ANYBODY GOT MORE INFO. HAPPENED ABOUT 04.30Z

Airbubba
12th Mar 2004, 12:25
Another cargo 'bus incident?

FedEx had an A300 incident at FLL yesterday. The brakes locked on landing and blew all eight tires. The crew had performed a requested inflight maintenance check of the Alternate Gear Extension system (doesn't that disable antiskid or something?).

deing
12th Mar 2004, 12:56
NOT a gearup, aircraft landed safely

Airbubba
12th Mar 2004, 22:34
>>Airbubba, was it a B4 or –600??<<

It was an A-300F4-605R, N682FE (i.e. -600). I was thinking out loud about the antiskid, it's been quite a while since I went to Toulouse.

Anecdotally I've heard of other locked brake incidents in the A-300 and A-310. Pan Am had an A-310 land with what was described as unselected Max Auto braking in JFK years ago. Don't know if they made the first turnoff but any unsecured economy pax were upgraded on landing <g>. Most A-300 series busses have a guard over the 'Max' button on the autobrakes but some do not so finger trouble may have been an issue.

The Kuwaitis had an A-300-600R locked brake incident and high speed RTO with evacuation at KWI in the late 1990's.

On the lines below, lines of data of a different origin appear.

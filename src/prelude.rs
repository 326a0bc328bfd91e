//! Convenience re-exports for common use.

pub use crate::agent::{Agent, AgentBuilder, ThreadInput};
pub use crate::agent_loop::{AgentEvent, AgentEventSink, TurnOutcome};
pub use crate::config::{AgentConfig, ColloquyConfig};
pub use crate::error::{ColloquyError, Result};
pub use crate::files::{FileStore, StoredFile};
pub use crate::provider::{create_provider, CompletionProvider};
pub use crate::registry::{Component, ComponentKind, ComponentRegistry};
pub use crate::store::{MemoryThreadStore, ThreadStore};
pub use crate::tools::{
    FnTool, Tool, ToolArguments, ToolExecutionContext, ToolModule, ToolParameters, ToolRegistry,
    ToolSpec,
};
pub use crate::types::{Attachment, Content, Message, Role, Thread, ToolCall};
//! Agent turn loop and its event stream.

pub mod events;
pub(crate) mod runner;

pub use events::{AgentEvent, AgentEventSink, TurnOutcome};
pub use runner::{INTERRUPTED_CALL_MESSAGE, MAX_ITERATIONS_MESSAGE};
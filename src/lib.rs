//! Colloquy: conversational agents over OpenAI-compatible chat models.
//!
//! Threads hold ordered messages, a [`ToolRegistry`](tools::ToolRegistry)
//! exposes callable tools, and an [`Agent`](agent::Agent) runs turns that
//! alternate model completions with tool execution until the model answers
//! without calling tools.
//!
//! # Quick Start
//!
//! ```no_run
//! use std::sync::Arc;
//! use colloquy::prelude::*;
//!
//! # async fn example() -> colloquy::error::Result<()> {
//! let config = ColloquyConfig::from_env();
//! let agent = Agent::builder()
//!     .provider(create_provider("openai", &config)?)
//!     .thread_store(Arc::new(MemoryThreadStore::new()))
//!     .build()?;
//!
//! let mut thread = Thread::new();
//! thread.add_message(Message::user("Hello!"));
//! let outcome = agent.go(thread).await?;
//! if let Some(reply) = outcome.new_messages.last() {
//!     println!("{}", reply.text());
//! }
//! # Ok(())
//! # }
//! ```
//!
//! # Failed turns
//!
//! [`Agent::go`](agent::Agent::go) takes the thread by value and returns
//! only the error when a turn fails. To keep the messages appended before
//! the failure, run the turn in place with
//! [`Agent::run_turn`](agent::Agent::run_turn):
//!
//! ```no_run
//! # use colloquy::prelude::*;
//! # async fn example(agent: Agent, mut thread: Thread) {
//! match agent.run_turn(&mut thread).await {
//!     Ok(new_messages) => println!("{} new messages", new_messages.len()),
//!     Err(e) if e.is_retryable() => println!("retry later; {} messages kept", thread.len()),
//!     Err(e) => eprintln!("turn failed: {e}"),
//! }
//! # }
//! ```

pub mod agent;
pub mod agent_loop;
pub mod config;
pub mod error;
pub mod files;
pub mod prelude;
pub mod provider;
pub mod registry;
pub mod store;
pub mod tools;
pub mod types;
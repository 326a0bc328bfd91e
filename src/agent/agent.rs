//! Agent construction and the public turn API.

use std::sync::Arc;

use futures::stream::{BoxStream, StreamExt};
use tokio::sync::mpsc;
use tokio_stream::wrappers::UnboundedReceiverStream;
use tokio_util::sync::CancellationToken;

use crate::agent_loop::events::{AgentEvent, AgentEventSink, EventEmitter, TurnOutcome};
use crate::agent_loop::runner::TurnOptions;
use crate::config::AgentConfig;
use crate::error::{ColloquyError, Result};
use crate::files::FileStore;
use crate::provider::CompletionProvider;
use crate::registry::ComponentRegistry;
use crate::store::ThreadStore;
use crate::tools::{Tool, ToolRegistry, ToolSpec};
use crate::types::{Message, Thread};

use super::delegate::DelegateTool;

/// The thread a turn runs on: passed by value, or looked up in the
/// agent's thread store.
#[derive(Debug, Clone)]
pub enum ThreadInput {
    Thread(Thread),
    Id(String),
}

impl From<Thread> for ThreadInput {
    fn from(thread: Thread) -> Self {
        Self::Thread(thread)
    }
}

impl From<&str> for ThreadInput {
    fn from(id: &str) -> Self {
        Self::Id(id.to_string())
    }
}

impl From<String> for ThreadInput {
    fn from(id: String) -> Self {
        Self::Id(id)
    }
}

/// A configured agent. Cheap to clone; clones share provider, tools, and stores.
#[derive(Clone)]
pub struct Agent {
    pub(crate) config: Arc<AgentConfig>,
    pub(crate) provider: Arc<dyn CompletionProvider>,
    pub(crate) tools: Arc<ToolRegistry>,
    pub(crate) thread_store: Option<Arc<dyn ThreadStore>>,
    pub(crate) file_store: Option<Arc<dyn FileStore>>,
}

impl Agent {
    pub fn builder() -> AgentBuilder {
        AgentBuilder::default()
    }

    pub fn config(&self) -> &AgentConfig {
        &self.config
    }

    pub fn tools(&self) -> &ToolRegistry {
        &self.tools
    }

    pub fn thread_store(&self) -> Option<&Arc<dyn ThreadStore>> {
        self.thread_store.as_ref()
    }

    /// Run one turn and return the updated thread with the new messages.
    ///
    /// On error the thread is dropped; use [`run_turn`](Self::run_turn) to
    /// keep partial progress in memory. With a thread store configured, the
    /// last completed step has already been saved.
    pub async fn go(&self, input: impl Into<ThreadInput>) -> Result<TurnOutcome> {
        let mut thread = self.resolve_thread(input.into()).await?;
        let new_messages = self.run_turn(&mut thread).await?;
        Ok(TurnOutcome {
            thread,
            new_messages,
        })
    }

    /// Run one turn in place. Messages appended before a failure stay in `thread`.
    pub async fn run_turn(&self, thread: &mut Thread) -> Result<Vec<Message>> {
        self.drive(thread, &TurnOptions::default()).await
    }

    /// Like [`run_turn`](Self::run_turn), aborting the pending completion or
    /// tool call when `cancel` fires.
    pub async fn run_turn_with_cancel(
        &self,
        thread: &mut Thread,
        cancel: CancellationToken,
    ) -> Result<Vec<Message>> {
        let options = TurnOptions {
            cancel: Some(cancel),
            ..Default::default()
        };
        self.drive(thread, &options).await
    }

    /// Run one turn with streamed completions, reporting progress to `sink`.
    ///
    /// The sink sees content chunks and message events; the outcome or error
    /// is returned rather than emitted.
    pub async fn run_turn_with_events(
        &self,
        thread: &mut Thread,
        sink: AgentEventSink,
    ) -> Result<Vec<Message>> {
        let options = TurnOptions {
            emitter: EventEmitter::new(sink),
            streaming: true,
            ..Default::default()
        };
        self.drive(thread, &options).await
    }

    /// Streaming variant of [`go`](Self::go).
    ///
    /// Yields content chunks and message events as the turn progresses, then
    /// exactly one `Complete` or `Error`. Dropping the stream abandons the turn.
    pub fn go_stream(&self, input: impl Into<ThreadInput>) -> BoxStream<'static, AgentEvent> {
        let agent = self.clone();
        let input = input.into();
        let (tx, rx) = mpsc::unbounded_channel();

        let driver = async move {
            let sink_tx = tx.clone();
            let options = TurnOptions {
                emitter: EventEmitter::new(Arc::new(move |event| {
                    let _ = sink_tx.send(event);
                })),
                streaming: true,
                ..Default::default()
            };
            let last = match agent.resolve_thread(input).await {
                Ok(mut thread) => match agent.drive(&mut thread, &options).await {
                    Ok(new_messages) => AgentEvent::Complete {
                        outcome: TurnOutcome {
                            thread,
                            new_messages,
                        },
                    },
                    Err(e) => AgentEvent::Error {
                        message: e.to_string(),
                    },
                },
                Err(e) => AgentEvent::Error {
                    message: e.to_string(),
                },
            };
            let _ = tx.send(last);
        };

        // Events flow through the channel; the driver stream only polls the turn.
        let driver = futures::stream::once(driver).filter_map(|()| async { None::<AgentEvent> });
        futures::stream::select(UnboundedReceiverStream::new(rx), driver).boxed()
    }

    async fn resolve_thread(&self, input: ThreadInput) -> Result<Thread> {
        match input {
            ThreadInput::Thread(thread) => Ok(thread),
            ThreadInput::Id(id) => {
                let store = self.thread_store.as_ref().ok_or_else(|| {
                    ColloquyError::Configuration(
                        "a thread store is required to run a thread by id".into(),
                    )
                })?;
                store
                    .get(&id)
                    .await?
                    .ok_or(ColloquyError::ThreadNotFound(id))
            }
        }
    }
}

impl std::fmt::Debug for Agent {
    fn fmt(&self, f: &mut std::fmt::Formatter<'_>) -> std::fmt::Result {
        f.debug_struct("Agent")
            .field("name", &self.config.name)
            .field("model", &self.config.model_name)
            .field("provider", &self.provider.provider_name())
            .field("tools", &self.tools.names())
            .field("thread_store", &self.thread_store.is_some())
            .field("file_store", &self.file_store.is_some())
            .finish()
    }
}

enum StoreRef<T: ?Sized> {
    Direct(Arc<T>),
    Named(String),
}

/// Builder for [`Agent`]. Tool specs and named stores are resolved against
/// the [`ComponentRegistry`] once, in [`build`](Self::build).
#[derive(Default)]
pub struct AgentBuilder {
    config: AgentConfig,
    provider: Option<Arc<dyn CompletionProvider>>,
    tool_specs: Vec<ToolSpec>,
    components: ComponentRegistry,
    thread_store: Option<StoreRef<dyn ThreadStore>>,
    file_store: Option<StoreRef<dyn FileStore>>,
}

impl AgentBuilder {
    pub fn config(mut self, config: AgentConfig) -> Self {
        self.config = config;
        self
    }

    pub fn provider(mut self, provider: Arc<dyn CompletionProvider>) -> Self {
        self.provider = Some(provider);
        self
    }

    pub fn components(mut self, components: ComponentRegistry) -> Self {
        self.components = components;
        self
    }

    pub fn tool_spec(mut self, spec: ToolSpec) -> Self {
        self.tool_specs.push(spec);
        self
    }

    /// Parse and add a `module` or `module:tool_a,tool_b` spec.
    pub fn tool_spec_str(self, spec: &str) -> Result<Self> {
        Ok(self.tool_spec(spec.parse()?))
    }

    pub fn tool(self, tool: impl Tool + 'static) -> Self {
        self.tool_spec(ToolSpec::custom(tool))
    }

    /// Let the model hand tasks to `agent` through a `delegate_to_{name}` tool.
    pub fn agent(self, name: impl Into<String>, agent: Agent) -> Self {
        self.tool(DelegateTool::new(name, agent))
    }

    pub fn thread_store(mut self, store: Arc<dyn ThreadStore>) -> Self {
        self.thread_store = Some(StoreRef::Direct(store));
        self
    }

    /// Use the thread store registered under `name` in the components.
    pub fn thread_store_named(mut self, name: impl Into<String>) -> Self {
        self.thread_store = Some(StoreRef::Named(name.into()));
        self
    }

    pub fn file_store(mut self, store: Arc<dyn FileStore>) -> Self {
        self.file_store = Some(StoreRef::Direct(store));
        self
    }

    pub fn file_store_named(mut self, name: impl Into<String>) -> Self {
        self.file_store = Some(StoreRef::Named(name.into()));
        self
    }

    pub fn build(self) -> Result<Agent> {
        self.config.validate()?;
        let provider = self.provider.ok_or_else(|| {
            ColloquyError::Configuration("an agent needs a completion provider".into())
        })?;

        let mut tools = ToolRegistry::new();
        for spec in &self.tool_specs {
            tools.register_spec(spec, &self.components)?;
        }

        let thread_store = match self.thread_store {
            Some(StoreRef::Direct(store)) => Some(store),
            Some(StoreRef::Named(name)) => Some(self.components.thread_store(&name).ok_or_else(
                || ColloquyError::Configuration(format!("thread store '{name}' is not registered")),
            )?),
            None => None,
        };
        let file_store = match self.file_store {
            Some(StoreRef::Direct(store)) => Some(store),
            Some(StoreRef::Named(name)) => Some(self.components.file_store(&name).ok_or_else(
                || ColloquyError::Configuration(format!("file store '{name}' is not registered")),
            )?),
            None => None,
        };

        Ok(Agent {
            config: Arc::new(self.config),
            provider,
            tools: Arc::new(tools),
            thread_store,
            file_store,
        })
    }
}
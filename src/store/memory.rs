use std::collections::HashMap;

use async_trait::async_trait;
use serde_json::{Map, Value};
use tokio::sync::RwLock;

use super::ThreadStore;
use crate::error::Result;
use crate::types::{Thread, ThreadRecord};

/// Process-local thread store, mainly for tests and short-lived agents.
#[derive(Debug, Default)]
pub struct MemoryThreadStore {
    threads: RwLock<HashMap<String, ThreadRecord>>,
}

impl MemoryThreadStore {
    pub fn new() -> Self {
        Self::default()
    }

    async fn filter<F>(&self, predicate: F) -> Result<Vec<Thread>>
    where
        F: Fn(&ThreadRecord) -> bool,
    {
        let threads = self.threads.read().await;
        let mut matches: Vec<&ThreadRecord> = threads.values().filter(|r| predicate(r)).collect();
        matches.sort_by(|a, b| b.updated_at.cmp(&a.updated_at));
        matches
            .into_iter()
            .map(|r| Thread::from_record(r.clone()))
            .collect()
    }
}

fn contains_all(haystack: &Map<String, Value>, needles: &Map<String, Value>) -> bool {
    needles
        .iter()
        .all(|(key, value)| haystack.get(key) == Some(value))
}

#[async_trait]
impl ThreadStore for MemoryThreadStore {
    async fn save(&self, thread: &Thread) -> Result<()> {
        self.threads
            .write()
            .await
            .insert(thread.id().to_string(), thread.to_record());
        Ok(())
    }

    async fn get(&self, id: &str) -> Result<Option<Thread>> {
        let threads = self.threads.read().await;
        threads.get(id).cloned().map(Thread::from_record).transpose()
    }

    async fn delete(&self, id: &str) -> Result<bool> {
        Ok(self.threads.write().await.remove(id).is_some())
    }

    async fn list(&self, limit: usize, offset: usize) -> Result<Vec<Thread>> {
        let all = self.filter(|_| true).await?;
        Ok(all.into_iter().skip(offset).take(limit).collect())
    }

    async fn find_by_attributes(&self, attributes: &Map<String, Value>) -> Result<Vec<Thread>> {
        self.filter(|r| contains_all(&r.attributes, attributes)).await
    }

    async fn find_by_source(
        &self,
        source_name: &str,
        properties: &Map<String, Value>,
    ) -> Result<Vec<Thread>> {
        self.filter(|r| {
            r.source.as_ref().is_some_and(|source| {
                source.get("name").and_then(Value::as_str) == Some(source_name)
                    && contains_all(source, properties)
            })
        })
        .await
    }
}
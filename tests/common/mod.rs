//! Shared test helpers: a scripted completion provider and an in-memory file store.
#![allow(dead_code)]

use std::collections::{HashMap, VecDeque};
use std::sync::atomic::{AtomicUsize, Ordering};
use std::sync::{Arc, Mutex};

use async_trait::async_trait;
use serde_json::Value;

use colloquy::error::{ColloquyError, Result};
use colloquy::files::{FileStore, StoredFile};
use colloquy::provider::{CompletionProvider, CompletionRequest, CompletionResponse};
use colloquy::types::{TokenUsage, ToolCall};

enum Scripted {
    Response(CompletionResponse),
    Error(ColloquyError),
}

/// A provider that replays queued responses and records every request.
#[derive(Default)]
pub struct MockProvider {
    queue: Mutex<VecDeque<Scripted>>,
    requests: Mutex<Vec<CompletionRequest>>,
    /// When set, an empty queue yields this tool call forever.
    repeat_tool_call: Mutex<Option<ToolCall>>,
}

impl MockProvider {
    pub fn new() -> Arc<Self> {
        Arc::new(Self::default())
    }

    /// Queue a text response.
    pub fn queue_text(&self, text: &str) {
        self.push(Scripted::Response(CompletionResponse {
            content: Some(text.to_string()),
            usage: TokenUsage::new(10, 20),
            model: Some("mock-model".into()),
            ..Default::default()
        }));
    }

    /// Queue a response carrying a single tool call.
    pub fn queue_tool_call(&self, id: &str, name: &str, args: Value) {
        self.queue_tool_calls(vec![ToolCall::function(id, name, args.to_string())]);
    }

    pub fn queue_tool_calls(&self, calls: Vec<ToolCall>) {
        self.push(Scripted::Response(CompletionResponse {
            tool_calls: calls,
            usage: TokenUsage::new(10, 5),
            model: Some("mock-model".into()),
            ..Default::default()
        }));
    }

    pub fn queue_error(&self, error: ColloquyError) {
        self.push(Scripted::Error(error));
    }

    pub fn always_call(&self, id: &str, name: &str) {
        *self.repeat_tool_call.lock().unwrap() = Some(ToolCall::function(id, name, "{}"));
    }

    pub fn requests(&self) -> Vec<CompletionRequest> {
        self.requests.lock().unwrap().clone()
    }

    pub fn call_count(&self) -> usize {
        self.requests.lock().unwrap().len()
    }

    fn push(&self, scripted: Scripted) {
        self.queue.lock().unwrap().push_back(scripted);
    }
}

#[async_trait]
impl CompletionProvider for MockProvider {
    fn provider_name(&self) -> &str {
        "mock"
    }

    async fn complete(&self, request: &CompletionRequest) -> Result<CompletionResponse> {
        self.requests.lock().unwrap().push(request.clone());
        let next = self.queue.lock().unwrap().pop_front();
        match next {
            Some(Scripted::Response(response)) => Ok(response),
            Some(Scripted::Error(error)) => Err(error),
            None => match self.repeat_tool_call.lock().unwrap().clone() {
                Some(call) => Ok(CompletionResponse {
                    tool_calls: vec![call],
                    ..Default::default()
                }),
                None => Ok(CompletionResponse {
                    content: Some("Mock response".into()),
                    ..Default::default()
                }),
            },
        }
    }
}

/// File store that keeps bytes in a map keyed by file id.
#[derive(Default)]
pub struct MemoryFileStore {
    files: Mutex<HashMap<String, Vec<u8>>>,
    next_id: AtomicUsize,
}

impl MemoryFileStore {
    pub fn new() -> Arc<Self> {
        Arc::new(Self::default())
    }

    pub fn len(&self) -> usize {
        self.files.lock().unwrap().len()
    }
}

#[async_trait]
impl FileStore for MemoryFileStore {
    async fn save(
        &self,
        content: &[u8],
        filename: &str,
        _mime_type: Option<&str>,
    ) -> Result<StoredFile> {
        let file_id = format!("file-{}", self.next_id.fetch_add(1, Ordering::SeqCst));
        self.files
            .lock()
            .unwrap()
            .insert(file_id.clone(), content.to_vec());
        Ok(StoredFile {
            storage_path: format!("mem/{file_id}/{filename}"),
            file_id,
            storage_backend: "memory".into(),
        })
    }

    async fn get(&self, file: &StoredFile) -> Result<Vec<u8>> {
        self.files
            .lock()
            .unwrap()
            .get(&file.file_id)
            .cloned()
            .ok_or_else(|| ColloquyError::FileStore(format!("no file {}", file.file_id)))
    }

    fn url(&self, file: &StoredFile) -> String {
        format!("https://files.test/{}", file.storage_path)
    }
}
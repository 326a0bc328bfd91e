//! Typed access to the arguments a model passed to a tool.

use serde_json::{Map, Value};

use crate::error::{ColloquyError, Result};

/// Decoded tool-call arguments.
#[derive(Debug, Clone, Default, PartialEq)]
pub struct ToolArguments {
    value: Value,
}

impl ToolArguments {
    pub fn new(value: Value) -> Self {
        Self { value }
    }

    /// Decode the raw argument text of a tool call. Blank text means no arguments.
    pub fn parse(raw: &str) -> Result<Self> {
        let trimmed = raw.trim();
        if trimmed.is_empty() {
            return Ok(Self::new(Value::Object(Map::new())));
        }
        serde_json::from_str(trimmed)
            .map(Self::new)
            .map_err(|e| ColloquyError::InvalidArgument(format!("arguments are not valid JSON: {e}")))
    }

    pub fn raw(&self) -> &Value {
        &self.value
    }

    pub fn get_str(&self, key: &str) -> Result<&str> {
        self.value
            .get(key)
            .and_then(Value::as_str)
            .ok_or_else(|| missing("string", key))
    }

    pub fn get_str_opt(&self, key: &str) -> Option<&str> {
        self.value.get(key).and_then(Value::as_str)
    }

    pub fn get_i64(&self, key: &str) -> Result<i64> {
        self.value
            .get(key)
            .and_then(Value::as_i64)
            .ok_or_else(|| missing("integer", key))
    }

    pub fn get_f64(&self, key: &str) -> Result<f64> {
        self.value
            .get(key)
            .and_then(Value::as_f64)
            .ok_or_else(|| missing("number", key))
    }

    pub fn get_bool(&self, key: &str) -> Result<bool> {
        self.value
            .get(key)
            .and_then(Value::as_bool)
            .ok_or_else(|| missing("boolean", key))
    }

    pub fn get_array(&self, key: &str) -> Result<&Vec<Value>> {
        self.value
            .get(key)
            .and_then(Value::as_array)
            .ok_or_else(|| missing("array", key))
    }

    /// Deserialize all arguments into a typed struct.
    pub fn deserialize<T: serde::de::DeserializeOwned>(&self) -> Result<T> {
        serde_json::from_value(self.value.clone())
            .map_err(|e| ColloquyError::InvalidArgument(format!("failed to deserialize arguments: {e}")))
    }
}

fn missing(kind: &str, key: &str) -> ColloquyError {
    ColloquyError::InvalidArgument(format!("missing {kind} argument: {key}"))
}
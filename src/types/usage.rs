//! Token usage and per-message completion metrics.

use chrono::{DateTime, Utc};
use serde::{Deserialize, Serialize};

/// Token usage reported by a completion.
#[derive(Debug, Clone, Copy, Serialize, Deserialize, Default, PartialEq, Eq)]
pub struct TokenUsage {
    pub prompt_tokens: u32,
    pub completion_tokens: u32,
    pub total_tokens: u32,
}

impl TokenUsage {
    pub fn new(prompt_tokens: u32, completion_tokens: u32) -> Self {
        Self {
            prompt_tokens,
            completion_tokens,
            total_tokens: prompt_tokens + completion_tokens,
        }
    }

    /// Merge another usage into this one (accumulate).
    pub fn merge(&mut self, other: &TokenUsage) {
        self.prompt_tokens += other.prompt_tokens;
        self.completion_tokens += other.completion_tokens;
        self.total_tokens += other.total_tokens;
    }

    pub fn is_empty(&self) -> bool {
        self.total_tokens == 0 && self.prompt_tokens == 0 && self.completion_tokens == 0
    }
}

/// Wall-clock timing of a completion call.
#[derive(Debug, Clone, Serialize, Deserialize, Default, PartialEq)]
pub struct Timing {
    #[serde(default, skip_serializing_if = "Option::is_none")]
    pub started_at: Option<DateTime<Utc>>,
    #[serde(default, skip_serializing_if = "Option::is_none")]
    pub ended_at: Option<DateTime<Utc>>,
    /// Latency in milliseconds.
    #[serde(default)]
    pub latency_ms: u64,
}

impl Timing {
    pub fn between(started_at: DateTime<Utc>, ended_at: DateTime<Utc>) -> Self {
        let latency_ms = (ended_at - started_at).num_milliseconds().max(0) as u64;
        Self {
            started_at: Some(started_at),
            ended_at: Some(ended_at),
            latency_ms,
        }
    }
}

/// Metrics attached to a message produced by a completion.
#[derive(Debug, Clone, Serialize, Deserialize, Default, PartialEq)]
pub struct MessageMetrics {
    #[serde(default, skip_serializing_if = "Option::is_none")]
    pub model: Option<String>,
    #[serde(default)]
    pub timing: Timing,
    #[serde(default)]
    pub usage: TokenUsage,
}

impl MessageMetrics {
    pub fn is_empty(&self) -> bool {
        self.model.is_none() && self.timing == Timing::default() && self.usage.is_empty()
    }
}
//! Named groups of tools that can be registered together.

use std::sync::Arc;

use super::tool::Tool;

/// A named collection of tools, e.g. `"notion"` or `"web"`.
#[derive(Clone)]
pub struct ToolModule {
    name: String,
    tools: Vec<Arc<dyn Tool>>,
}

impl ToolModule {
    pub fn new(name: impl Into<String>) -> Self {
        Self {
            name: name.into(),
            tools: Vec::new(),
        }
    }

    pub fn with_tool(self, tool: impl Tool + 'static) -> Self {
        self.with_shared_tool(Arc::new(tool))
    }

    pub fn with_shared_tool(mut self, tool: Arc<dyn Tool>) -> Self {
        self.tools.push(tool);
        self
    }

    pub fn name(&self) -> &str {
        &self.name
    }

    pub fn tools(&self) -> &[Arc<dyn Tool>] {
        &self.tools
    }

    pub fn get(&self, tool_name: &str) -> Option<&Arc<dyn Tool>> {
        self.tools.iter().find(|t| t.name() == tool_name)
    }
}

impl std::fmt::Debug for ToolModule {
    fn fmt(&self, f: &mut std::fmt::Formatter<'_>) -> std::fmt::Result {
        let names: Vec<&str> = self.tools.iter().map(|t| t.name()).collect();
        f.debug_struct("ToolModule")
            .field("name", &self.name)
            .field("tools", &names)
            .finish()
    }
}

The brake temps on the ECAM prompted the reject as I recall. The expat captain wasn't sacked so that must mean the cause was mechanical <g>.

ATC Watcher
13th Mar 2004, 03:46
Reminds me of a memorable flight in Mali on a An24 some years back, where after landing ,locals stand up and run to collect their luggage ( standard procedure there) .The taxi was rather fast, so in the end he must have missed a turn off or something and applied full brakes, all those standing were imediately " upgraded " and as the cockpit door was left open , a few went right in and used the opportunity to start complaining heavily to the crew, a fight followed and the cabin crew chief found the best solution : open the doors : most exited the plane but the engines / props were still on an how no-one got injured (or killed ) is only understandable if you have lived in Africa for a while....

Airbubba
13th Mar 2004, 10:01
I'm now told it was an inflight maintenance check of alternate braking, not alternate gear extension.

The crew went down the slide, no injuries...

Clarence Oveur
13th Mar 2004, 11:10
Alternate gear extension is not checked inflight by aircrews, except for testflights. In any case it has no effect on the brakes.

The alternate brake check is to be performed at regular intervals and came into force after problems on A320's which have the same alternate brake system design.

It is to be done at the end of a flight and only into a maintenance station.
Part of the check is to verify no redsidual pressure remains in the alternate brake system. Residual pressure can be removed by additional brake applications.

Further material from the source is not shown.